WHAT YOU WILL DO:
Line tally for "query": state how many lines of the entries include it, with no other text.
Start of INPUT
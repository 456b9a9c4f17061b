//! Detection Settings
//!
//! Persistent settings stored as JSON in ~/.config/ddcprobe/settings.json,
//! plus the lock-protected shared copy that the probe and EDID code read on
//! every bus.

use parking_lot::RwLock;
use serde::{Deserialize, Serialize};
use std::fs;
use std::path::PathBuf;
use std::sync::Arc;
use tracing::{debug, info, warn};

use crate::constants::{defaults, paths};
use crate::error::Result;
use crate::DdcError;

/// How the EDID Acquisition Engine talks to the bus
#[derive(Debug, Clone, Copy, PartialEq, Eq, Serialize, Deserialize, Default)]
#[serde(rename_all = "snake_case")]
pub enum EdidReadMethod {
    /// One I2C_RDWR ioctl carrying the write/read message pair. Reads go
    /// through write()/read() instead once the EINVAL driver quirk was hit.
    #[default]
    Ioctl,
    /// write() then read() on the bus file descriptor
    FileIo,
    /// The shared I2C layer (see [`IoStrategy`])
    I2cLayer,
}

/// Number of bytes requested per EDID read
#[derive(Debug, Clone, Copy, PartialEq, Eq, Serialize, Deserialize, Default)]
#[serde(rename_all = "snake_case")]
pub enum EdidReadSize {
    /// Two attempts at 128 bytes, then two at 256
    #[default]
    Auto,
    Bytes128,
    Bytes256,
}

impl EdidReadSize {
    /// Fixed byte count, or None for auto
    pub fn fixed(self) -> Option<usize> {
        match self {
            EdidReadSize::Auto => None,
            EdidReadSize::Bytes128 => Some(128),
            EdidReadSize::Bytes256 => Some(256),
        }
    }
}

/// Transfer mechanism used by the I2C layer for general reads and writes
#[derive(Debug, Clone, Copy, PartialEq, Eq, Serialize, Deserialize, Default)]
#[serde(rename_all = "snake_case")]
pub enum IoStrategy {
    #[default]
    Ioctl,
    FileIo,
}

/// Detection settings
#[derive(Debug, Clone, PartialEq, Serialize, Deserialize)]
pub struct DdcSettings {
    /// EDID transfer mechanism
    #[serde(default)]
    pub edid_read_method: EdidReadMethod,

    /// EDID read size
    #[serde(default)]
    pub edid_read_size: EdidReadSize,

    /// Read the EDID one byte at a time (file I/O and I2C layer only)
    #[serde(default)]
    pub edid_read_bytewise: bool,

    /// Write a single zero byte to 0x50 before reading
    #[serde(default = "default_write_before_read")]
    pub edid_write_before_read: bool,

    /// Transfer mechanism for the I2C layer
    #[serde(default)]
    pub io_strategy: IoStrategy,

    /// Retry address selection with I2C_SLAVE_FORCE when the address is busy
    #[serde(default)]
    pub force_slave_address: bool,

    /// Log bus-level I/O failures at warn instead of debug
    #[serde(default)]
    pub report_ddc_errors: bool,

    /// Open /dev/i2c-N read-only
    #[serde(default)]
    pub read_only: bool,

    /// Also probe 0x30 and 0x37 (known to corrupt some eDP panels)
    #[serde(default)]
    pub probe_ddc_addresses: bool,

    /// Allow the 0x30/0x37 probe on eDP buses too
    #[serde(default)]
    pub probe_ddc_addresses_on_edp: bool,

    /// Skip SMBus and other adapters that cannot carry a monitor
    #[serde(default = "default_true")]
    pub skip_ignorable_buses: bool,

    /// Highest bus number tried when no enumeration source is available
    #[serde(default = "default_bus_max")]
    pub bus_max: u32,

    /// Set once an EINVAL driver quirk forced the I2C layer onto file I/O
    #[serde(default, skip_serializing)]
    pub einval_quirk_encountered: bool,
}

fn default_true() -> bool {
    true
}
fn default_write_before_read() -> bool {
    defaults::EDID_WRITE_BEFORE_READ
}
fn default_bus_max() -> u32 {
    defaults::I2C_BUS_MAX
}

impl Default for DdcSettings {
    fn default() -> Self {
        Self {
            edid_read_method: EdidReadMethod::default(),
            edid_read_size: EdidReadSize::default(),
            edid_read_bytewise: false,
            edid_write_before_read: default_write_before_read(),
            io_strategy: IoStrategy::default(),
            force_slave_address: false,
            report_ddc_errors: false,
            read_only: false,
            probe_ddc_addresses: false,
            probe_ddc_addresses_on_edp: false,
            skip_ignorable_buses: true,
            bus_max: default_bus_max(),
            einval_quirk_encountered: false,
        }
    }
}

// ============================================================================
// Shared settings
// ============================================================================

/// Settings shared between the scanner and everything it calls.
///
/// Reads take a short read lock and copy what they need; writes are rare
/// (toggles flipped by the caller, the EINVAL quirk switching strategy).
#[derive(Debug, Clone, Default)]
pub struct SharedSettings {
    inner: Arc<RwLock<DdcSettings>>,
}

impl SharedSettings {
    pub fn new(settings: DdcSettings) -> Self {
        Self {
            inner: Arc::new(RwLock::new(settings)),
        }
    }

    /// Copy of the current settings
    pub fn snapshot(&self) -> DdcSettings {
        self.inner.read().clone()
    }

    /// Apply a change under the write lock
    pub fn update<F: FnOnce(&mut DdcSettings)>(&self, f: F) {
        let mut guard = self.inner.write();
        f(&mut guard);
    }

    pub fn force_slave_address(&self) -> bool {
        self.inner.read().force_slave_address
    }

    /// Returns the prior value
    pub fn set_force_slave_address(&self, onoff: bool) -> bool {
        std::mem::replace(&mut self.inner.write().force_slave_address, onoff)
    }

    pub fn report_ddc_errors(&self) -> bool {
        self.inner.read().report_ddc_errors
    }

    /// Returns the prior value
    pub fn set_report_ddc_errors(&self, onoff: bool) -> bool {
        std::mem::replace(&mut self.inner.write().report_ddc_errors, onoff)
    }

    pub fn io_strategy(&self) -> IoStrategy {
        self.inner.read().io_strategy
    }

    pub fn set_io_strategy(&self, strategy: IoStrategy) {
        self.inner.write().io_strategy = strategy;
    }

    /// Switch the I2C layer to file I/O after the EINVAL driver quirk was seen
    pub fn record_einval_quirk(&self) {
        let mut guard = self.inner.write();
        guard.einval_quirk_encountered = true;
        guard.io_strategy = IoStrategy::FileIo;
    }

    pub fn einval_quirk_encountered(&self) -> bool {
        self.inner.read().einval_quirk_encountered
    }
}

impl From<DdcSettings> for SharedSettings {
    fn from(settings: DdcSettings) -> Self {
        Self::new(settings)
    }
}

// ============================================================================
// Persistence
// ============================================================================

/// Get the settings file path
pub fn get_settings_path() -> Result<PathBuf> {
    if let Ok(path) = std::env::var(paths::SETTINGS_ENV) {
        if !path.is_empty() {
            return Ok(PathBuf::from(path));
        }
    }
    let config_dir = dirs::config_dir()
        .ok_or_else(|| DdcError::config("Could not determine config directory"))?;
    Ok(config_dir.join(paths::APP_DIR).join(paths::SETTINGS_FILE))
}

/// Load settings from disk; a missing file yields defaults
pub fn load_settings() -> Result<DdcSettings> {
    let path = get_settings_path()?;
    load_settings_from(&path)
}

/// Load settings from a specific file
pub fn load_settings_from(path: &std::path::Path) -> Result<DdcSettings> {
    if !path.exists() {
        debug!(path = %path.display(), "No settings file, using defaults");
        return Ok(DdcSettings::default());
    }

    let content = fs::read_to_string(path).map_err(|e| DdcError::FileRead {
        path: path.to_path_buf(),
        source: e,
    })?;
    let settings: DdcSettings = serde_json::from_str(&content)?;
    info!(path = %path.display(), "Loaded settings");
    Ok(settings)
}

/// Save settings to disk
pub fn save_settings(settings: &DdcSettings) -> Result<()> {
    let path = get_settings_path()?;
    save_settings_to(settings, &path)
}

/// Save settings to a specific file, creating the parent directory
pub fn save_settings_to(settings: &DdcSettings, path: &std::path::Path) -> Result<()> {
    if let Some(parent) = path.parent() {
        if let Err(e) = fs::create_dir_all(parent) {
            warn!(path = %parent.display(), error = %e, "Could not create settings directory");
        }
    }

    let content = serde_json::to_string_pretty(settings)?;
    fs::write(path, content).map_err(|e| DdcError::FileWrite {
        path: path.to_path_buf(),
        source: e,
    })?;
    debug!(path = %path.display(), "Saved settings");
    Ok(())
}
End of INPUT
Start of INPUT
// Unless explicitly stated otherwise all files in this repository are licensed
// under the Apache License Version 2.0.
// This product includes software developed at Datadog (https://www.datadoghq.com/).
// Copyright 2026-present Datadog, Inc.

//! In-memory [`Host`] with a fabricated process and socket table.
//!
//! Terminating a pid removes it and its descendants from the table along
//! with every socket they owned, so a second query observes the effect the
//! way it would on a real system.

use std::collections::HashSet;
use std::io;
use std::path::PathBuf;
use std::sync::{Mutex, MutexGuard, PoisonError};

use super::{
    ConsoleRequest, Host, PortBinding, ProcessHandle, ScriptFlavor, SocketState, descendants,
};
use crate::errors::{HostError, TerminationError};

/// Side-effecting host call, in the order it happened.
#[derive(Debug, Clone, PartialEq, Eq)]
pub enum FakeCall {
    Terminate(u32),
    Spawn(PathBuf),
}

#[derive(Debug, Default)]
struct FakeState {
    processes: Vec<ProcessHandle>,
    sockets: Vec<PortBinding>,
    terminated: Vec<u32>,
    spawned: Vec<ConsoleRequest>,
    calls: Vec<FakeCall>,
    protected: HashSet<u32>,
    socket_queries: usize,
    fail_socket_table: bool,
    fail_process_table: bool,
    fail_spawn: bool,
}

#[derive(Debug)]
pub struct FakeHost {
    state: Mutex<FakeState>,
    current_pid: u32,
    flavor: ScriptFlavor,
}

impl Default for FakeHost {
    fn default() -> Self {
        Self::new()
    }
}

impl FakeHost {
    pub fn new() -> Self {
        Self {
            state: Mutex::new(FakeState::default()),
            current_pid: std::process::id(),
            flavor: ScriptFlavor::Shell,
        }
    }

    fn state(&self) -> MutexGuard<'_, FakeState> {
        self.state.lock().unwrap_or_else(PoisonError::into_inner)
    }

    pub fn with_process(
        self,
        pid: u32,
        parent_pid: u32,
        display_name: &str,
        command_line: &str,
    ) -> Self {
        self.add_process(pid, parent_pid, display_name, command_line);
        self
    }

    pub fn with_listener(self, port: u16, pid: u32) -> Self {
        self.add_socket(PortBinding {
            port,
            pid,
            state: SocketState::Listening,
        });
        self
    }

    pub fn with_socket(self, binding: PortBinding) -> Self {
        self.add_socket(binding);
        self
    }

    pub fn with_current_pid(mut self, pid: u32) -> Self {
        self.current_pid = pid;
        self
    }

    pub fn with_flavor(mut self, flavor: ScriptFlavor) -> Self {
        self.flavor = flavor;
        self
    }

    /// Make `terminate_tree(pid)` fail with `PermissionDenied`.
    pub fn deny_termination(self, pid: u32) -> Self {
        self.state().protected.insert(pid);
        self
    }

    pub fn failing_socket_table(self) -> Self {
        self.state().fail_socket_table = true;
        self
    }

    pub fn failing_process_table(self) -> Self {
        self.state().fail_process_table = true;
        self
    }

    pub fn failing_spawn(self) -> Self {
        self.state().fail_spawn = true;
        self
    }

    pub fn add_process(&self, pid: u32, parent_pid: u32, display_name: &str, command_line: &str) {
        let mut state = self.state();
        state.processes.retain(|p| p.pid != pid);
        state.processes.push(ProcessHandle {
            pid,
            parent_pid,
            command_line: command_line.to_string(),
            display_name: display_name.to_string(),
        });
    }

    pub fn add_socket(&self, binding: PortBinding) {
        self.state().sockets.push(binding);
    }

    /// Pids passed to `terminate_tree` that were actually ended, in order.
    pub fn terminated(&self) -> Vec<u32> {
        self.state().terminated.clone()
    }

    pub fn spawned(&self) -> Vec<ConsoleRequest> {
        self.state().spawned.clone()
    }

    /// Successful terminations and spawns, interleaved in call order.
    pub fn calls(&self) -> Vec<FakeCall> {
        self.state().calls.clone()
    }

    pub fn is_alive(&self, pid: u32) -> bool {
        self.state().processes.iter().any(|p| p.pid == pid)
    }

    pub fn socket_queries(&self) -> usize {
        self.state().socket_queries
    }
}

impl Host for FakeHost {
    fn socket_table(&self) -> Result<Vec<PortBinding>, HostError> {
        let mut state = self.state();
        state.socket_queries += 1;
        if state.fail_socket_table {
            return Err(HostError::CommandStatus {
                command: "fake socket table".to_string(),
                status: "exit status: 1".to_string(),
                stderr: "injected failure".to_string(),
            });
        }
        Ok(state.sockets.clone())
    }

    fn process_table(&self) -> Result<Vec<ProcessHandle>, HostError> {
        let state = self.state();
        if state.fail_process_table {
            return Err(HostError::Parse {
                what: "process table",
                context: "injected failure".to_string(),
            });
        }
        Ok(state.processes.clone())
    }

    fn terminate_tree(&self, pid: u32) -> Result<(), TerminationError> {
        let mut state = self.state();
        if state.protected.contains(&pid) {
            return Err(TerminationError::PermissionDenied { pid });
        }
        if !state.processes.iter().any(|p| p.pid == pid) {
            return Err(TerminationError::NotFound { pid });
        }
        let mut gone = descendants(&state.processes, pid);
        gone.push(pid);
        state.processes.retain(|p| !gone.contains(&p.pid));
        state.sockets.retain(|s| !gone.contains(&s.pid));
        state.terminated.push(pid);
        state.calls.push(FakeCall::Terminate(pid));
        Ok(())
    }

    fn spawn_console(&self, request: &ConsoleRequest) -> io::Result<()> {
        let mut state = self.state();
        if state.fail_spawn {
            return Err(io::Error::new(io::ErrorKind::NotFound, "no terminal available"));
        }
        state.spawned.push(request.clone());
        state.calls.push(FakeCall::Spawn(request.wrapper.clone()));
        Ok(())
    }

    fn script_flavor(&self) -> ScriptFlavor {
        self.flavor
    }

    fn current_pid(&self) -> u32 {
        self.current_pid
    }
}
End of INPUT
Start of INPUT
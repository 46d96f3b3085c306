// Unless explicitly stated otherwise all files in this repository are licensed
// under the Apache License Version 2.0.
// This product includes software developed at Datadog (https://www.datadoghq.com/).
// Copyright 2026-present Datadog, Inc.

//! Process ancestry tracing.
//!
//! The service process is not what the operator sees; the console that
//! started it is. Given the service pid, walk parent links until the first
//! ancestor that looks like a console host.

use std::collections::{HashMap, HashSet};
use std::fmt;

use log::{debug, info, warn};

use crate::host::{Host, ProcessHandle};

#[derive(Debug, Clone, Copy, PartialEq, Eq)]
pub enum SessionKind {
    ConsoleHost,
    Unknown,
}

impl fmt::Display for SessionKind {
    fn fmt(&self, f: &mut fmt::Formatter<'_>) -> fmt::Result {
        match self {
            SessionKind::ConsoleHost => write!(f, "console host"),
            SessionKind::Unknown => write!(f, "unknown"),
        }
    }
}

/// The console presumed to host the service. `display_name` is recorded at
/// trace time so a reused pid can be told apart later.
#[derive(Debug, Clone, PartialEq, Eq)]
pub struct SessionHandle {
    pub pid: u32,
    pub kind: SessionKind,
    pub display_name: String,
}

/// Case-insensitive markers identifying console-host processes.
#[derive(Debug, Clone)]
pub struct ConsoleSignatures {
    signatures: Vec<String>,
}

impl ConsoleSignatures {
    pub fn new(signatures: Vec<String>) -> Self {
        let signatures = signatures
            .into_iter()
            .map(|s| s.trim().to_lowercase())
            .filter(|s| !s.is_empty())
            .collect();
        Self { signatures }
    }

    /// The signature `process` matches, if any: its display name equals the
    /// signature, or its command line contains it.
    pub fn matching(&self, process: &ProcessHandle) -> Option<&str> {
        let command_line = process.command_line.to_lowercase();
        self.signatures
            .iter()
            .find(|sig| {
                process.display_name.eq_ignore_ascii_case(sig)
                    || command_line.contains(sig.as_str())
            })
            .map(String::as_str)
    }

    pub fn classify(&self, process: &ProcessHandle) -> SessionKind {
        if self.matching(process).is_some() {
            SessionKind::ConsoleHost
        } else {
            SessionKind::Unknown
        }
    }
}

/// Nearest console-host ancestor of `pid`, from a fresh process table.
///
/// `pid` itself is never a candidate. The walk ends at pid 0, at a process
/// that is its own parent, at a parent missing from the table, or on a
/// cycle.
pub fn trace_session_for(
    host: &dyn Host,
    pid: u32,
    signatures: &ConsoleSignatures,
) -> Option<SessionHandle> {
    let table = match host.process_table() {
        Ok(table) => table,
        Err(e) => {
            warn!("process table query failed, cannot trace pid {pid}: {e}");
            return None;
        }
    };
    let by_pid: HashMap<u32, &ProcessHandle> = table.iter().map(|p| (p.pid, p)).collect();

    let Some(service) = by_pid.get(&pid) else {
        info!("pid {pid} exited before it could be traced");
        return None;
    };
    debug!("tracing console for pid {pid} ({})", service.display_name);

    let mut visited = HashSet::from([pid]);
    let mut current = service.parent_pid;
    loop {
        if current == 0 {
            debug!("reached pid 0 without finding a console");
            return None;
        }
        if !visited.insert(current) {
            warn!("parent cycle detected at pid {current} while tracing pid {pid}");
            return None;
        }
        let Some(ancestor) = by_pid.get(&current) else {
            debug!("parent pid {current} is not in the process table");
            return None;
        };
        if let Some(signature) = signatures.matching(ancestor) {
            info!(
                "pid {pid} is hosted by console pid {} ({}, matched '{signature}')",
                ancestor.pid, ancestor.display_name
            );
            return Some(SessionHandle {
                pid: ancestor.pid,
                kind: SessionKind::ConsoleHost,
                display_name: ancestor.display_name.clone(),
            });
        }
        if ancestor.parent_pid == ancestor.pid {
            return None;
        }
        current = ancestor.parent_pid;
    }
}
End of INPUT
SOLVED PROBLEM:
2